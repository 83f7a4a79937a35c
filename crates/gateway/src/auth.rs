use {
    axum::http::{HeaderMap, header::AUTHORIZATION},
    secrecy::ExposeSecret,
    sha2::{Digest, Sha256},
};

use {switchboard_config::AuthConfig, switchboard_protocol::AuthContext};

struct TokenRecord {
    digest: [u8; 32],
    subject: String,
    scopes: Vec<String>,
}

/// Static bearer tokens mapped to caller identities. Only SHA-256 digests of
/// the configured tokens are kept in memory.
#[derive(Default)]
pub struct TokenAuth {
    tokens: Vec<TokenRecord>,
}

impl TokenAuth {
    pub fn from_config(config: &AuthConfig) -> Self {
        let tokens = config
            .tokens
            .iter()
            .filter(|t| !t.token.expose_secret().is_empty())
            .map(|t| TokenRecord {
                digest: sha256(t.token.expose_secret()),
                subject: t.subject.clone(),
                scopes: t.scopes.clone(),
            })
            .collect();
        Self { tokens }
    }

    pub fn is_empty(&self) -> bool {
        self.tokens.is_empty()
    }

    /// Look up the identity bound to a raw bearer token.
    pub fn resolve_bearer(&self, token: &str) -> Option<AuthContext> {
        let digest = sha256(token);
        // Compare against every record so timing does not reveal the position.
        let mut found = None;
        for record in &self.tokens {
            if constant_time_eq(&record.digest, &digest) && found.is_none() {
                found = Some(record);
            }
        }
        found.map(|r| AuthContext::new(r.subject.clone()).with_scopes(r.scopes.iter().cloned()))
    }

    /// Resolve `Authorization: Bearer <token>`. Missing, malformed or unknown
    /// tokens yield `None`; the dispatcher decides whether that matters.
    pub fn from_headers(&self, headers: &HeaderMap) -> Option<AuthContext> {
        if let Some(value) = headers.get(AUTHORIZATION).and_then(|v| v.to_str().ok())
            && let Some(token) = value.strip_prefix("Bearer ")
        {
            return self.resolve_bearer(token.trim());
        }
        None
    }
}

fn sha256(input: &str) -> [u8; 32] {
    Sha256::digest(input.as_bytes()).into()
}

fn constant_time_eq(a: &[u8], b: &[u8]) -> bool {
    if a.len() != b.len() {
        return false;
    }
    a.iter().zip(b).fold(0, |acc, (x, y)| acc | (x ^ y)) == 0
}

#[cfg(test)]
#[allow(clippy::unwrap_used, clippy::expect_used)]
mod tests {
    use {super::*, axum::http::HeaderValue, secrecy::Secret, switchboard_config::ApiToken};

    fn auth() -> TokenAuth {
        TokenAuth::from_config(&AuthConfig {
            tokens: vec![
                ApiToken {
                    token: Secret::new("alice-token".into()),
                    subject: "alice".into(),
                    scopes: vec!["memory.write".into()],
                },
                ApiToken {
                    token: Secret::new(String::new()),
                    subject: "nobody".into(),
                    scopes: vec![],
                },
            ],
        })
    }

    fn headers(value: &str) -> HeaderMap {
        let mut h = HeaderMap::new();
        h.insert(AUTHORIZATION, HeaderValue::from_str(value).unwrap());
        h
    }

    #[test]
    fn resolves_known_token() {
        let ctx = auth().from_headers(&headers("Bearer alice-token")).unwrap();
        assert_eq!(ctx.subject, "alice");
        assert!(ctx.has_scope("memory.write"));
    }

    #[test]
    fn rejects_unknown_or_malformed() {
        let auth = auth();
        assert!(auth.from_headers(&headers("Bearer wrong")).is_none());
        assert!(auth.from_headers(&headers("Basic alice-token")).is_none());
        assert!(auth.from_headers(&HeaderMap::new()).is_none());
    }

    #[test]
    fn empty_tokens_are_never_accepted() {
        let auth = auth();
        assert!(auth.resolve_bearer("").is_none());
        assert!(auth.from_headers(&headers("Bearer ")).is_none());
    }

    #[test]
    fn constant_time_eq_matches_eq() {
        assert!(constant_time_eq(b"abc", b"abc"));
        assert!(!constant_time_eq(b"abc", b"abd"));
        assert!(!constant_time_eq(b"abc", b"abcd"));
    }
}
use std::path::{Path, PathBuf};

use tracing::{debug, warn};

use crate::{
    env_subst::substitute_env,
    error::{ConfigError, Result},
    schema::SwitchboardConfig,
};

/// Standard config file names, checked in order.
const CONFIG_FILENAMES: &[&str] = &[
    "switchboard.toml",
    "switchboard.yaml",
    "switchboard.yml",
    "switchboard.json",
];

/// Load config from the given path (any supported format).
pub fn load_config(path: &Path) -> Result<SwitchboardConfig> {
    let raw = read(path)?;
    parse_config(&substitute_env(&raw), path)
}

/// Load the config file as a generic JSON value (after env substitution).
pub fn load_config_value(path: &Path) -> Result<serde_json::Value> {
    let raw = read(path)?;
    parse_config_value(&substitute_env(&raw), path)
}

/// Discover and load config from standard locations.
///
/// Search order:
/// 1. `./switchboard.{toml,yaml,yml,json}` (project-local)
/// 2. `~/.config/switchboard/switchboard.{toml,yaml,yml,json}` (user-global)
///
/// Returns `SwitchboardConfig::default()` if no config file is found or the
/// one found cannot be loaded.
pub fn discover_and_load() -> SwitchboardConfig {
    if let Some(path) = find_config_file() {
        debug!(path = %path.display(), "loading config");
        match load_config(&path) {
            Ok(cfg) => return cfg,
            Err(e) => {
                warn!(path = %path.display(), error = %e, "failed to load config, using defaults");
            },
        }
    } else {
        debug!("no config file found, using defaults");
    }
    SwitchboardConfig::default()
}

/// Load an explicit path strictly, or fall back to discovery.
pub fn load_or_discover(path: Option<&Path>) -> Result<SwitchboardConfig> {
    match path {
        Some(path) => load_config(path),
        None => Ok(discover_and_load()),
    }
}

/// Find the first config file in standard locations.
pub fn find_config_file() -> Option<PathBuf> {
    for name in CONFIG_FILENAMES {
        let p = PathBuf::from(name);
        if p.exists() {
            return Some(p);
        }
    }

    let dir = config_dir()?;
    CONFIG_FILENAMES
        .iter()
        .map(|name| dir.join(name))
        .find(|p| p.exists())
}

/// Returns the user-global config directory (`~/.config/switchboard/`).
pub fn config_dir() -> Option<PathBuf> {
    directories::ProjectDirs::from("", "", "switchboard").map(|d| d.config_dir().to_path_buf())
}

fn read(path: &Path) -> Result<String> {
    std::fs::read_to_string(path).map_err(|source| ConfigError::Read {
        path: path.to_path_buf(),
        source,
    })
}

fn extension(path: &Path) -> &str {
    path.extension().and_then(|e| e.to_str()).unwrap_or("toml")
}

fn parse_error(path: &Path, err: impl std::fmt::Display) -> ConfigError {
    ConfigError::Parse {
        path: path.to_path_buf(),
        message: err.to_string(),
    }
}

fn parse_config(raw: &str, path: &Path) -> Result<SwitchboardConfig> {
    match extension(path) {
        "toml" => toml::from_str(raw).map_err(|e| parse_error(path, e)),
        "yaml" | "yml" => serde_yaml::from_str(raw).map_err(|e| parse_error(path, e)),
        "json" => serde_json::from_str(raw).map_err(|e| parse_error(path, e)),
        ext => Err(ConfigError::UnsupportedFormat(ext.to_string())),
    }
}

pub(crate) fn parse_config_value(raw: &str, path: &Path) -> Result<serde_json::Value> {
    match extension(path) {
        "toml" => {
            let v: toml::Value = toml::from_str(raw).map_err(|e| parse_error(path, e))?;
            serde_json::to_value(v).map_err(|e| parse_error(path, e))
        },
        "yaml" | "yml" => serde_yaml::from_str(raw).map_err(|e| parse_error(path, e)),
        "json" => serde_json::from_str(raw).map_err(|e| parse_error(path, e)),
        ext => Err(ConfigError::UnsupportedFormat(ext.to_string())),
    }
}
use std::sync::Arc;

use {
    dashmap::DashMap,
    serde::Deserialize,
    serde_json::{Value, json},
};

use {
    switchboard_protocol::DispatchError,
    switchboard_registry::{
        Action, HandlerContext, HandlerFn, HandlerResult, ModuleRegistration, ParamSchema,
        ParamType, handler,
    },
};

pub const WRITE_SCOPE: &str = "memory.write";

/// Per-subject key/value notes. Each subject only sees its own entries.
#[derive(Debug, Default)]
pub struct MemoryStore {
    entries: DashMap<(String, String), Value>,
}

impl MemoryStore {
    pub fn save(&self, subject: &str, key: &str, value: Value) -> Option<Value> {
        self.entries
            .insert((subject.to_string(), key.to_string()), value)
    }

    pub fn get(&self, subject: &str, key: &str) -> Option<Value> {
        self.entries
            .get(&(subject.to_string(), key.to_string()))
            .map(|v| v.value().clone())
    }

    pub fn delete(&self, subject: &str, key: &str) -> bool {
        self.entries
            .remove(&(subject.to_string(), key.to_string()))
            .is_some()
    }

    /// Keys owned by `subject`, sorted.
    pub fn keys(&self, subject: &str) -> Vec<String> {
        let mut keys: Vec<String> = self
            .entries
            .iter()
            .filter(|e| e.key().0 == subject)
            .map(|e| e.key().1.clone())
            .collect();
        keys.sort();
        keys
    }
}

#[derive(Deserialize)]
struct SaveParams {
    key: String,
    value: Value,
}

#[derive(Deserialize)]
struct KeyParams {
    key: String,
}

fn subject(ctx: &HandlerContext) -> Result<String, DispatchError> {
    ctx.subject()
        .map(str::to_string)
        .ok_or_else(|| DispatchError::unauthorized("no caller identity"))
}

fn key_param(ctx: &HandlerContext) -> Result<String, DispatchError> {
    let KeyParams { key } = ctx.parse_params()?;
    if key.trim().is_empty() {
        return Err(DispatchError::bad_request("`key` must not be empty"));
    }
    Ok(key)
}

fn with_store<F>(store: &Arc<MemoryStore>, f: F) -> HandlerFn
where
    F: Fn(&MemoryStore, &HandlerContext) -> HandlerResult + Send + Sync + Copy + 'static,
{
    let store = Arc::clone(store);
    handler(move |ctx| {
        let store = Arc::clone(&store);
        async move { f(&store, &ctx) }
    })
}

fn save(store: &MemoryStore, ctx: &HandlerContext) -> HandlerResult {
    let subject = subject(ctx)?;
    let SaveParams { key, value } = ctx.parse_params()?;
    if key.trim().is_empty() {
        return Err(DispatchError::bad_request("`key` must not be empty"));
    }
    let replaced = store.save(&subject, &key, value).is_some();
    Ok(json!({ "key": key, "replaced": replaced }))
}

fn get(store: &MemoryStore, ctx: &HandlerContext) -> HandlerResult {
    let subject = subject(ctx)?;
    let key = key_param(ctx)?;
    match store.get(&subject, &key) {
        Some(value) => Ok(json!({ "key": key, "value": value })),
        None => Err(DispatchError::not_found(format!("no memory stored under `{key}`"))),
    }
}

fn list(store: &MemoryStore, ctx: &HandlerContext) -> HandlerResult {
    let subject = subject(ctx)?;
    Ok(json!({ "keys": store.keys(&subject) }))
}

fn delete(store: &MemoryStore, ctx: &HandlerContext) -> HandlerResult {
    let subject = subject(ctx)?;
    let key = key_param(ctx)?;
    Ok(json!({ "key": key, "deleted": store.delete(&subject, &key) }))
}

pub fn describe(store: &Arc<MemoryStore>) -> ModuleRegistration {
    let key_only = || ParamSchema::object().required("key", ParamType::String, "Memory key");
    ModuleRegistration::new("memory")
        .requires_auth(true)
        .description("Per-caller scratch memory")
        .action(
            Action::new("save", with_store(store, save))
                .describe("Store a value under a key, replacing any previous value")
                .params(
                    key_only().required("value", ParamType::Any, "Value to remember"),
                ),
        )
        .action(
            Action::new("get", with_store(store, get))
                .describe("Fetch the value stored under a key")
                .params(key_only()),
        )
        .action(
            Action::new("list", with_store(store, list))
                .describe("List the caller's memory keys")
                .params(ParamSchema::object()),
        )
        .action(
            Action::new("delete", with_store(store, delete))
                .describe("Remove a stored key")
                .scope(WRITE_SCOPE)
                .params(key_only()),
        )
}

────

→ **PROBLEM DESCRIPTION**:
Your answer must be one number: how many lines of the entries hold the string "object".

→ **SOLUTION**:
2